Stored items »
====

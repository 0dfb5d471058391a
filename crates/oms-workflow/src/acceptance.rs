//! Pilot acceptance workflow
//!
//! Client acceptance of a delivered pilot: a flat 12-item checklist, an
//! acceptance verdict set directly by the caller, and two-party signing
//! (school side and company side). At most one acceptance exists per
//! project; the [`crate::WorkflowStore`] enforces that cardinality.

use crate::{
    acceptance_completion, guard_project_status, record_signature, sections, signature_field,
    validate_acceptance_item, yes_no, SignatureEntry, SignatureScheme, WorkflowError,
    WorkflowResult, ACCEPTANCE_CHECKLIST_ITEMS,
};
use chrono::{DateTime, NaiveDate, Utc};
use oms_document::{DocumentEngine, DocumentInstance, GeneratedDocument, TemplateRegistry, TemplateType};
use oms_types::{Actor, Project, ProjectId, ProjectStatus, RoleTag, Timestamps, UserId, WorkflowId};
use serde::{Deserialize, Serialize};
use serde_json::{Map, Value};

/// Template rendered by [`PilotAcceptance::generate_certificate`].
pub const ACCEPTANCE_CERTIFICATE_TEMPLATE: &str = "Pilot Acceptance Certificate";

/// Projects far enough along for an acceptance record.
pub const ACCEPTANCE_ELIGIBLE_STATUSES: [ProjectStatus; 3] = [
    ProjectStatus::Testing,
    ProjectStatus::ClientReview,
    ProjectStatus::Completed,
];

/// Overall acceptance verdict. Set by the caller, never derived from the
/// checklist.
#[derive(Clone, Copy, Debug, PartialEq, Eq, Serialize, Deserialize)]
#[serde(rename_all = "snake_case")]
pub enum AcceptanceStatus {
    Accepted,
    AcceptedWithConditions,
    NotAccepted,
}

impl AcceptanceStatus {
    pub fn display_label(self) -> &'static str {
        match self {
            AcceptanceStatus::Accepted => "Accepted",
            AcceptanceStatus::AcceptedWithConditions => "Accepted with Conditions",
            AcceptanceStatus::NotAccepted => "Not Accepted",
        }
    }
}

/// Creation payload for a pilot acceptance.
#[derive(Clone, Debug, Serialize, Deserialize)]
pub struct CreateAcceptance {
    pub acceptance_status: AcceptanceStatus,
    pub completion_date: NaiveDate,
    pub token_payment: Option<f64>,
    pub issues_to_resolve: String,
}

#[derive(Clone, Debug, Serialize, Deserialize)]
pub struct PilotAcceptance {
    pub id: WorkflowId,
    pub project_id: ProjectId,
    pub acceptance_status: AcceptanceStatus,
    pub completion_date: NaiveDate,
    pub token_payment: Option<f64>,
    pub issues_to_resolve: String,
    pub school_representative_signed: bool,
    pub school_representative_signed_at: Option<DateTime<Utc>>,
    pub company_representative_signed: bool,
    pub company_representative_signed_at: Option<DateTime<Utc>>,
    pub created_by: UserId,
    pub document: DocumentInstance,
    pub timestamps: Timestamps,
}

impl PilotAcceptance {
    /// Create an acceptance record for a project in testing or later.
    ///
    /// Uniqueness per project is not checked here; create through the
    /// store to get it.
    pub fn create(
        project: &Project,
        request: CreateAcceptance,
        actor: &Actor,
        registry: &TemplateRegistry,
        engine: &DocumentEngine,
    ) -> WorkflowResult<Self> {
        guard_project_status(project, &ACCEPTANCE_ELIGIBLE_STATUSES)?;

        let template = crate::template_of_type(registry, TemplateType::Acceptance)?;
        let mut data = Map::new();
        data.insert(
            "school_name".into(),
            Value::String(project.client_name.clone()),
        );
        data.insert(
            "pilot_start_date".into(),
            Value::String(
                project
                    .start_date
                    .map(|d| d.format("%Y-%m-%d").to_string())
                    .unwrap_or_default(),
            ),
        );
        data.insert(
            "completion_date".into(),
            Value::String(request.completion_date.format("%Y-%m-%d").to_string()),
        );
        data.insert(
            "acceptance_status".into(),
            Value::String(request.acceptance_status.display_label().to_string()),
        );
        data.insert(
            "issues_to_resolve".into(),
            Value::String(request.issues_to_resolve.clone()),
        );

        let generated =
            engine.generate(registry, &template.name, data, Some(actor), Some(project), None)?;
        let mut document = generated.instance;
        document.merge_section(sections::PROJECT_REFERENCE, crate::project_reference(project));
        document.merge_section(sections::CHECKLIST, Map::new());
        document.merge_section(sections::SIGNATURES, Map::new());

        let record = Self {
            id: WorkflowId::new(),
            project_id: project.id,
            acceptance_status: request.acceptance_status,
            completion_date: request.completion_date,
            token_payment: request.token_payment,
            issues_to_resolve: request.issues_to_resolve,
            school_representative_signed: false,
            school_representative_signed_at: None,
            company_representative_signed: false,
            company_representative_signed_at: None,
            created_by: actor.id,
            document,
            timestamps: Timestamps::now(),
        };

        tracing::info!(
            acceptance = %record.id,
            project = %project.project_code,
            verdict = record.acceptance_status.display_label(),
            "pilot acceptance created"
        );
        Ok(record)
    }

    /// Set one checklist item. Unknown keys and non-boolean values are
    /// rejected before any write.
    pub fn update_checklist_item(&mut self, item: &str, value: Value) -> WorkflowResult<()> {
        validate_acceptance_item(item, &value)?;
        let mut patch = Map::new();
        patch.insert(item.to_string(), value);
        self.document.merge_section(sections::CHECKLIST, patch);
        self.timestamps.touch();
        Ok(())
    }

    /// `round(completed / 12 * 100, 1)` over the full item set.
    pub fn completion_percentage(&self) -> f64 {
        acceptance_completion(&self.document.section(sections::CHECKLIST))
    }

    /// Change the verdict. Purely caller-driven.
    pub fn set_acceptance_status(&mut self, status: AcceptanceStatus) {
        self.acceptance_status = status;
        self.timestamps.touch();
    }

    pub fn can_sign(&self, actor: &Actor) -> bool {
        match actor.role {
            RoleTag::ClientContact => !self.school_representative_signed,
            RoleTag::Staff | RoleTag::Superadmin => !self.company_representative_signed,
        }
    }

    /// Sign into the role-resolved slot. Monotonic per slot.
    pub fn sign(&mut self, actor: &Actor, entry: SignatureEntry) -> WorkflowResult<&'static str> {
        let slot = SignatureScheme::SchoolCompany.resolve(actor.role)?;
        let now = Utc::now();
        if slot == crate::SCHOOL_REPRESENTATIVE {
            if self.school_representative_signed {
                return Err(WorkflowError::AlreadySigned { slot });
            }
            self.school_representative_signed = true;
            self.school_representative_signed_at = Some(now);
        } else {
            if self.company_representative_signed {
                return Err(WorkflowError::AlreadySigned { slot });
            }
            self.company_representative_signed = true;
            self.company_representative_signed_at = Some(now);
        }
        record_signature(&mut self.document, slot, &entry);
        self.timestamps.touch();
        tracing::info!(acceptance = %self.id, slot, signer = %actor.username, "pilot acceptance signed");
        Ok(slot)
    }

    pub fn is_fully_signed(&self) -> bool {
        self.school_representative_signed && self.company_representative_signed
    }

    /// Render the acceptance certificate. A fresh document instance is
    /// produced on every call.
    pub fn generate_certificate(
        &self,
        project: &Project,
        registry: &TemplateRegistry,
        engine: &DocumentEngine,
        actor: &Actor,
    ) -> WorkflowResult<GeneratedDocument> {
        let data = self.certificate_data(project);
        let signatures = self.document.section(sections::SIGNATURES);
        let generated = engine.generate(
            registry,
            ACCEPTANCE_CERTIFICATE_TEMPLATE,
            data,
            Some(actor),
            Some(project),
            Some(signatures),
        )?;
        Ok(generated)
    }

    fn certificate_data(&self, project: &Project) -> Map<String, Value> {
        let checklist = self.document.section(sections::CHECKLIST);

        let mut data = Map::new();
        let mut put = |key: &str, value: String| {
            data.insert(key.to_string(), Value::String(value));
        };

        put("school_name", project.client_name.clone());
        put(
            "pilot_start_date",
            project
                .start_date
                .map(|d| d.format("%Y-%m-%d").to_string())
                .unwrap_or_default(),
        );
        put(
            "completion_date",
            self.completion_date.format("%Y-%m-%d").to_string(),
        );
        put(
            "token_payment",
            self.token_payment
                .map_or_else(|| "0".to_string(), |amount| format!("{amount:.2}")),
        );
        put(
            "acceptance_status",
            self.acceptance_status.display_label().to_string(),
        );
        put("issues_to_resolve", self.issues_to_resolve.clone());

        for item in ACCEPTANCE_CHECKLIST_ITEMS {
            put(item, yes_no(checklist.get(*item)).to_string());
        }

        for (slot, prefix) in [
            (crate::SCHOOL_REPRESENTATIVE, "school_representative"),
            (crate::COMPANY_REPRESENTATIVE, "company_rep"),
        ] {
            put(
                &format!("{prefix}_name"),
                signature_field(&self.document, slot, "name"),
            );
            put(
                &format!("{prefix}_title"),
                signature_field(&self.document, slot, "title"),
            );
            put(
                &format!("{prefix}_signed_date"),
                signature_field(&self.document, slot, "date"),
            );
        }

        put(
            "completion_percentage",
            format!("{}%", self.completion_percentage()),
        );
        data
    }
}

====

An answer is complete only when it holds every line above containing the string "info".

        tracing::info!(
        tracing::info!(acceptance = %self.id, slot, signer = %actor.username, "pilot acceptance signed");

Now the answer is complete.